Violences à l'égard des femmes : la définition du viol divise le Conseil de l'UE

Vendredi, 6 Octobre 2023

En mars 2022, à l’occasion de la Journée mondiale des droits de la femme, la Commission européenne avait présenté une directive sur la lutte contre la violence à l’égard des femmes et la violence domestique. Plus d'un an après, l’adoption de la directive est encore loin d'être évidente… 

Le 1er juin 2023, l'UE a officiellement adhéré à la Convention d’Istanbul, un traité international visant à prévenir les violences fondées sur le genre, à protéger les victimes et à sanctionner les auteur·rice·s. En signant ce texte, l'Union s'est engagée pour l'élimination de toutes les formes de violences envers les femmes, y compris les violences conjugales et familiales. Chose qu'elle avait déjà entrepris avec la proposition de directive sur la lutte contre les violences faites aux femmes. 

Concrètement, la directive poursuit deux objectifs majeurs : 

  • Elle vise à harmoniser les définitions des violences faites aux femmes ainsi que les sanctions applicables à ces actes au sein de l’Union européenne. Actuellement, la définition de ces violences est très hétérogène, ce qui entraîne des incohérences dans les peines et les mesures judiciaires. 
  • Elle entend en outre améliorer l’accompagnement des victimes ainsi que la prévention. Est prévue la mise en place d’une assistance juridique et sociale gratuite, une assistance téléphonique disponible 24h/24 et 7j/7 dans toutes les langues de l’UE ou encore l’aménagement du contrat de travail de la victime. L’Union souhaite aussi mieux former les professionnel·le·s qui interviennent auprès des victimes.


La définition du viol suscite des divergences 

Le point de désaccord majeur réside dans l’inclusion de la définition du viol au sein de la directive. Simplement, la directive propose une approche centrée sur le consentement clair : cela éviterait aux victimes de devoir démontrer qu'elles ont subi des violences ou une pénétration, par exemple.

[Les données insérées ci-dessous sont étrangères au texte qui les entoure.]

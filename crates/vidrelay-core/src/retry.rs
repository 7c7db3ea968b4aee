use std::time::Duration;

/// Exponential backoff for retry `retry_count` (0-based): `base * 2^retry_count`, capped.
pub fn compute_retry_backoff(retry_count: i32, base_ms: u64, max_secs: u64) -> Duration {
    let exponent = retry_count.clamp(0, 32) as u32;
    let cap_ms = max_secs.saturating_mul(1000);
    let delay_ms = base_ms
        .saturating_mul(2_u64.saturating_pow(exponent))
        .min(cap_ms);
    Duration::from_millis(delay_ms)
}

#[cfg(test)]
mod tests {
    use super::*;

    #[test]
    fn backoff_doubles_from_base() {
        assert_eq!(compute_retry_backoff(0, 1000, 300), Duration::from_secs(1));
        assert_eq!(compute_retry_backoff(1, 1000, 300), Duration::from_secs(2));
        assert_eq!(compute_retry_backoff(2, 1000, 300), Duration::from_secs(4));
        assert_eq!(compute_retry_backoff(3, 250, 300), Duration::from_secs(2));
    }

    #[test]
    fn backoff_is_capped() {
        assert_eq!(compute_retry_backoff(9, 1000, 300), Duration::from_secs(300));
        assert_eq!(compute_retry_backoff(64, 1000, 300), Duration::from_secs(300));
        assert_eq!(
            compute_retry_backoff(i32::MAX, u64::MAX, 60),
            Duration::from_secs(60)
        );
    }

    #[test]
    fn negative_retry_count_uses_base() {
        assert_eq!(compute_retry_backoff(-1, 500, 300), Duration::from_millis(500));
    }
}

Néanmoins, certains Etats membres estiment que cette définition du viol ne devrait pas etre intégré dans la directive, arguant qu’il ne relève pas de la catégorie des “eurocrimes”. Ces derniers correspondent aux infractions qui nécessitent une harmonisation au niveau de l’Union européenne en raison de leur dimension grave et transfrontalière. Ils sont définis à l’article 83 du Traité sur le Fonctionnement de l’Union européenne (TFUE).

Cet article, qui sert de base légale à la directive, mentionne explicitement “l’exploitation sexuelle des femmes et des enfants”. Cette expression avait déjà servi de base légale pour la législation visant à lutter contre les abus sexuels commis à l’égard des enfants en 2011. Cet argument étonne donc ; il n’y a aucune raison de dire que les abus sexuels à l’égard des femmes ne pourraient bénéficier de la même base légale. 

Le temps presse, car les élections du Parlement européen, qui auront lieu en juin 2024, auront nécessairement pour conséquence une pause législative. En outre, la Hongrie et la Pologne prendront la tête du Conseil de l’UE après la Belgique, ces États ne sont pas nécessairement les plus enclins à soutenir de telles mesures… 

Il est regrettable que les États membres ne parviennent pas à trouver un terrain d’entente. Pour rappel, en Europe, sept femmes meurent chaque jour sous les coups de leur conjoint ou d’un membre de leur famille selon les Nations Unies.